• [ABOUT THIS TASK]: Your answer needs to include each line of the records in which the string "consultationId" can be found.

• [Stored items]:

--- --- ---

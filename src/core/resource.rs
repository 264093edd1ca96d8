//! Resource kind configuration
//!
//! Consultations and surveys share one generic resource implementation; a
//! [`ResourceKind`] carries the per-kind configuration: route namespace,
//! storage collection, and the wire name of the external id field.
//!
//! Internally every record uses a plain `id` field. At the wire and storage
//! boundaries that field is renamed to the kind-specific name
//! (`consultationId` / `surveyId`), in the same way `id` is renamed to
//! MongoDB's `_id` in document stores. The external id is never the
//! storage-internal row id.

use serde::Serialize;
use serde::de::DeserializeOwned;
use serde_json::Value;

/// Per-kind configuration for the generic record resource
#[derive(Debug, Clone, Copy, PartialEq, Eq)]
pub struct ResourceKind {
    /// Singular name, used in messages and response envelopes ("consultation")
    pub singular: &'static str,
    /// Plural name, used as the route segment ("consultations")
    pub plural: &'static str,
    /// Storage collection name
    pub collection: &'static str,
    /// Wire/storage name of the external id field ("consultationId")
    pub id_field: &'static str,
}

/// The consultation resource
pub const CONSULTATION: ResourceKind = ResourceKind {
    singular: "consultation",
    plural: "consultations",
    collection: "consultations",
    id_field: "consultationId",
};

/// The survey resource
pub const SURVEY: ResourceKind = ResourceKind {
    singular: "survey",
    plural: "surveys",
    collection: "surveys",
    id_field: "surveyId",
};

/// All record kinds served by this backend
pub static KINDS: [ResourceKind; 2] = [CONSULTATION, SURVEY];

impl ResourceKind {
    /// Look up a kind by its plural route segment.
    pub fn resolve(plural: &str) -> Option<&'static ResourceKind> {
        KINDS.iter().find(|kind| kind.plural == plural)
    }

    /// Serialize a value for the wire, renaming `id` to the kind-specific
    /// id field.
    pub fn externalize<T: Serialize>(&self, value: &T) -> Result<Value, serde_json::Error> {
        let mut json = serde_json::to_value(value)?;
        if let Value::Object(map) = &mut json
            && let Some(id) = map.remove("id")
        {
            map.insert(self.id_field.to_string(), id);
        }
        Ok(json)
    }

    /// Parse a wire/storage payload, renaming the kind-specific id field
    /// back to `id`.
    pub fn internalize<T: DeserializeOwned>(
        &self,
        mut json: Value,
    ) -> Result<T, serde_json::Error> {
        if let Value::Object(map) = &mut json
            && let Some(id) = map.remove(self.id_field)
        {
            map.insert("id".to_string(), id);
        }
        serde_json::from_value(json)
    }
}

--- --- ---

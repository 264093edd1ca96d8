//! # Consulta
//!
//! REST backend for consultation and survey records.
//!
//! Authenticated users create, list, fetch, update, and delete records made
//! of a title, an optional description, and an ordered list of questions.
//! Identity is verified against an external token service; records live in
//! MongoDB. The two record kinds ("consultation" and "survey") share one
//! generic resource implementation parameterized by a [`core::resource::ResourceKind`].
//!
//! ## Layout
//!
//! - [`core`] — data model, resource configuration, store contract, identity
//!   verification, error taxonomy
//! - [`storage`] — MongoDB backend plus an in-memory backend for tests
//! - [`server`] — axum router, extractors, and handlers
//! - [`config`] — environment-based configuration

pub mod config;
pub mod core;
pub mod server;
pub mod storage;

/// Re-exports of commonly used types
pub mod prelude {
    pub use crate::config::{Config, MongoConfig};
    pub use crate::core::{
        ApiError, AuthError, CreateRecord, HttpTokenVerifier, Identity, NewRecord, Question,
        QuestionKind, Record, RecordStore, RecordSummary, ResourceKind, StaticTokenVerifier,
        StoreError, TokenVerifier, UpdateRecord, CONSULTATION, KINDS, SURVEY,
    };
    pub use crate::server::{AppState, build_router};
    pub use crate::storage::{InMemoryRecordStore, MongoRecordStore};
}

--- --- ---

• [EXERCISE RESULT]:
//! (`consultationId` / `surveyId`), in the same way `id` is renamed to
    /// Wire/storage name of the external id field ("consultationId")
    id_field: "consultationId",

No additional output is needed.